## Task details:
Nothing outside the range is wanted. Repeat exactly the lines below from the one with "out.extend_from_slice(&2000u16.to_le_bytes());" through the one with "out.extend_from_slice(&2u16.to_le_bytes()); // channels".

## Data:
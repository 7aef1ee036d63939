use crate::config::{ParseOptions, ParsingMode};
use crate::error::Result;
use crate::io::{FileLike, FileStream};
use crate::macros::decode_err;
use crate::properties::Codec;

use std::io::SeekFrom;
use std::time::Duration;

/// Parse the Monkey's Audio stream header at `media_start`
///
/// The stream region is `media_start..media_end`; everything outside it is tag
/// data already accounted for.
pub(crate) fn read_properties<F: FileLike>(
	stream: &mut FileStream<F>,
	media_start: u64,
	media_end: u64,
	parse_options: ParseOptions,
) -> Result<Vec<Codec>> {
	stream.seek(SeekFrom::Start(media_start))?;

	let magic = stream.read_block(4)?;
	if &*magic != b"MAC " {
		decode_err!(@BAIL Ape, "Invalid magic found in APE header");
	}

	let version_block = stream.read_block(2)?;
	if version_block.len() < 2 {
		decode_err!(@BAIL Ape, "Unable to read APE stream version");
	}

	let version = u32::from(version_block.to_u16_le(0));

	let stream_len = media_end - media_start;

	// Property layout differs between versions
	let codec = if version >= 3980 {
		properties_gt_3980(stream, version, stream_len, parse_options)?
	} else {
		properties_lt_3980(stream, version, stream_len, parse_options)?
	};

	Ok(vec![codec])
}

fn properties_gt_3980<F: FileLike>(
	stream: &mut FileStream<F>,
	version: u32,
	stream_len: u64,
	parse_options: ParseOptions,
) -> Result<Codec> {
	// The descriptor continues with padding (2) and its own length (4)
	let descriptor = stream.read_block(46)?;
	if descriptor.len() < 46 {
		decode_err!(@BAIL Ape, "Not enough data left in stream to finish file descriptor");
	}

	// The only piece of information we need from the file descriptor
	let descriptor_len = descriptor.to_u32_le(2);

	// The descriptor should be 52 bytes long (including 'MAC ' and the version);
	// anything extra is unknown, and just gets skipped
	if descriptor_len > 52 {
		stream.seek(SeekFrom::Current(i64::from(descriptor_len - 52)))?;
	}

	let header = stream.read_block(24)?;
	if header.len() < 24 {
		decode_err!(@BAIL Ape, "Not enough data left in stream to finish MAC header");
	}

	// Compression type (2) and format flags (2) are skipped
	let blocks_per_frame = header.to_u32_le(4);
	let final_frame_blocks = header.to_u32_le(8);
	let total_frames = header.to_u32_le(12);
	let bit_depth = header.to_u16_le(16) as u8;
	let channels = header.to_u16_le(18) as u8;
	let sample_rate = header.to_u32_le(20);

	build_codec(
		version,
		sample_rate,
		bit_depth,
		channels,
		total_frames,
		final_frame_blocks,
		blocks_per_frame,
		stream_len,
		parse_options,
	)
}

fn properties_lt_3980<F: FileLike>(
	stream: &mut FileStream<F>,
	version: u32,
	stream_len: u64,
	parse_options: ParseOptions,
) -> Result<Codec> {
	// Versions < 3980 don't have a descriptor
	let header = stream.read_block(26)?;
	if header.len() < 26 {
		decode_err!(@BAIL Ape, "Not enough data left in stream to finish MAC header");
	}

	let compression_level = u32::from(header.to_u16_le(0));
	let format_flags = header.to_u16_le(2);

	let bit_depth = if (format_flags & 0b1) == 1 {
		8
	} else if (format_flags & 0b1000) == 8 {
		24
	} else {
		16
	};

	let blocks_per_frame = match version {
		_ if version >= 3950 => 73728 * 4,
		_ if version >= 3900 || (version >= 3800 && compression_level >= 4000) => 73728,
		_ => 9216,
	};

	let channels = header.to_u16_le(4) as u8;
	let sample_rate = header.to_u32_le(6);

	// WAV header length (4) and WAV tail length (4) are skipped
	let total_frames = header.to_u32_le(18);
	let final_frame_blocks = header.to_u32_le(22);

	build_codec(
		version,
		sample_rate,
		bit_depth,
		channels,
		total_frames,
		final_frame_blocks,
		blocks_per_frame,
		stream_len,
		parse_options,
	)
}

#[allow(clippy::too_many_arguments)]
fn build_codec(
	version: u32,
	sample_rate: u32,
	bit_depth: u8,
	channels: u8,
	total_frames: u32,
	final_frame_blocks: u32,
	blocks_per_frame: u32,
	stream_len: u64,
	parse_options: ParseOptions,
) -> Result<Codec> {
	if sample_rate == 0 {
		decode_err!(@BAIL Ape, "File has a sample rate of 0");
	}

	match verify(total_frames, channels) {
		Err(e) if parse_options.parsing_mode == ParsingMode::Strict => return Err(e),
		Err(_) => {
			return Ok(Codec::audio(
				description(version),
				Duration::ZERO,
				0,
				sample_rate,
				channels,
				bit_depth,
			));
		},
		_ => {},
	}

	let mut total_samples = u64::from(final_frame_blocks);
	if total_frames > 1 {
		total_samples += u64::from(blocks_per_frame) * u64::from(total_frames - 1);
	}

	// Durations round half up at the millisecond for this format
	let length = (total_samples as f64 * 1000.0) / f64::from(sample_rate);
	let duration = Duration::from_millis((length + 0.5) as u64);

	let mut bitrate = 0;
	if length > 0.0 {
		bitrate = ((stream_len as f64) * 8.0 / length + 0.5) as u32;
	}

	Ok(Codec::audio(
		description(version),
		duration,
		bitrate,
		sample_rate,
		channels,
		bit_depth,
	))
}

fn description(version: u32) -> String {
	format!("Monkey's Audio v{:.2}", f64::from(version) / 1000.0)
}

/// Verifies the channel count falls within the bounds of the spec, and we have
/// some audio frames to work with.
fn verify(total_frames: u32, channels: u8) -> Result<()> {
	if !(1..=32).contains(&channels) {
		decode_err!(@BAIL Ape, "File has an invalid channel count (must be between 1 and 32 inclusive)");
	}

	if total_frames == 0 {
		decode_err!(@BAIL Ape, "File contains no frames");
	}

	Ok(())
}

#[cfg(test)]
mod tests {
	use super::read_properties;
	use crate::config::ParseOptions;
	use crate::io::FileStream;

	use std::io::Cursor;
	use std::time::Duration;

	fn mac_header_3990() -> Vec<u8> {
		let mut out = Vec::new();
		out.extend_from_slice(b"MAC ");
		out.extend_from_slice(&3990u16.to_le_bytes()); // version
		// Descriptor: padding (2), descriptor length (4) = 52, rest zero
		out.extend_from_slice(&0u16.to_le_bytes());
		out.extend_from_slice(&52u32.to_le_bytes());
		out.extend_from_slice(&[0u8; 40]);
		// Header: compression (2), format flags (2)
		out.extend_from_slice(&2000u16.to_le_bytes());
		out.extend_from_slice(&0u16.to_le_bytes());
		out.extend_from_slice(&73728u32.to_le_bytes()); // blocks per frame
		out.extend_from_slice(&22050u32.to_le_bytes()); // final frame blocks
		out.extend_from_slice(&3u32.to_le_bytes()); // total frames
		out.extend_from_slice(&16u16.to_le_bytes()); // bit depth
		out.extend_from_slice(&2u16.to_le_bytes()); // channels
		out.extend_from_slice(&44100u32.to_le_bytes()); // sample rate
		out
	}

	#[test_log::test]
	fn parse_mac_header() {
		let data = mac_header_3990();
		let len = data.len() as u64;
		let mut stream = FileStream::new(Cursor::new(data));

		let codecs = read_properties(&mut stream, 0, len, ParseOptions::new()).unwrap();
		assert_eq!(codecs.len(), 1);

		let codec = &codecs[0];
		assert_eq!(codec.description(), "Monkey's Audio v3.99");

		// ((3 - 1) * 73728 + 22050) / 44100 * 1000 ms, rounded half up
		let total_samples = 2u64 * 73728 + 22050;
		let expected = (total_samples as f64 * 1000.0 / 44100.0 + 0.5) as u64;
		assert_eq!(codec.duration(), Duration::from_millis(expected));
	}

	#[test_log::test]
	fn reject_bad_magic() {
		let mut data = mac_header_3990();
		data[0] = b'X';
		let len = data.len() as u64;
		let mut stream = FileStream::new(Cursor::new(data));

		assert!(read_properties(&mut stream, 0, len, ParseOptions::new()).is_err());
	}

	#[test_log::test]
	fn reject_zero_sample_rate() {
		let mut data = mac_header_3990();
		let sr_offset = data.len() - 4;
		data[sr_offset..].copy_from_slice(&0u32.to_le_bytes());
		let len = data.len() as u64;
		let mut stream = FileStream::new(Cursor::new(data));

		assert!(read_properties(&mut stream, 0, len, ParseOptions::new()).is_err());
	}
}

## Written response:
		out.extend_from_slice(&2000u16.to_le_bytes());
		out.extend_from_slice(&0u16.to_le_bytes());
		out.extend_from_slice(&73728u32.to_le_bytes()); // blocks per frame
		out.extend_from_slice(&22050u32.to_le_bytes()); // final frame blocks
		out.extend_from_slice(&3u32.to_le_bytes()); // total frames
		out.extend_from_slice(&16u16.to_le_bytes()); // bit depth
		out.extend_from_slice(&2u16.to_le_bytes()); // channels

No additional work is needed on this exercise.